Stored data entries
=== Section Start ===
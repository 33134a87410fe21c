use chrono::{Duration, Utc};
use eyre::Result;
use model::{
    process::{ProcessKind, ProcessRun},
    session::Session,
};

use crate::Ledger;

/// Weekly generation of concrete trainings from the recurring templates.
pub struct GenerateProcess {
    ledger: Ledger,
}

impl GenerateProcess {
    pub fn new(ledger: Ledger) -> GenerateProcess {
        GenerateProcess { ledger }
    }

    pub async fn run(&self, session: &mut Session) -> Result<ProcessRun> {
        let generation = self.ledger.calendar.generate_next_week(session).await?;

        let mut run = ProcessRun::start(
            ProcessKind::GenerateWeek,
            session.actor(),
            generation.monday,
            generation.monday + Duration::days(6),
            Utc::now(),
        );
        run.counters.trainings_created = generation.created.len() as u32;
        run.counters.students_enrolled = generation.students_enrolled;
        run.counters.students_skipped = generation.students_skipped;
        run.finish(Utc::now());
        self.ledger.history.store_run(session, &run).await?;
        Ok(run)
    }
}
=== Section End ===
● EXERCISE DESCRIPTION
Some lines in the data above may hold the word "ProcessKind". Say how many, with no other words.

● EXERCISE RESULT
2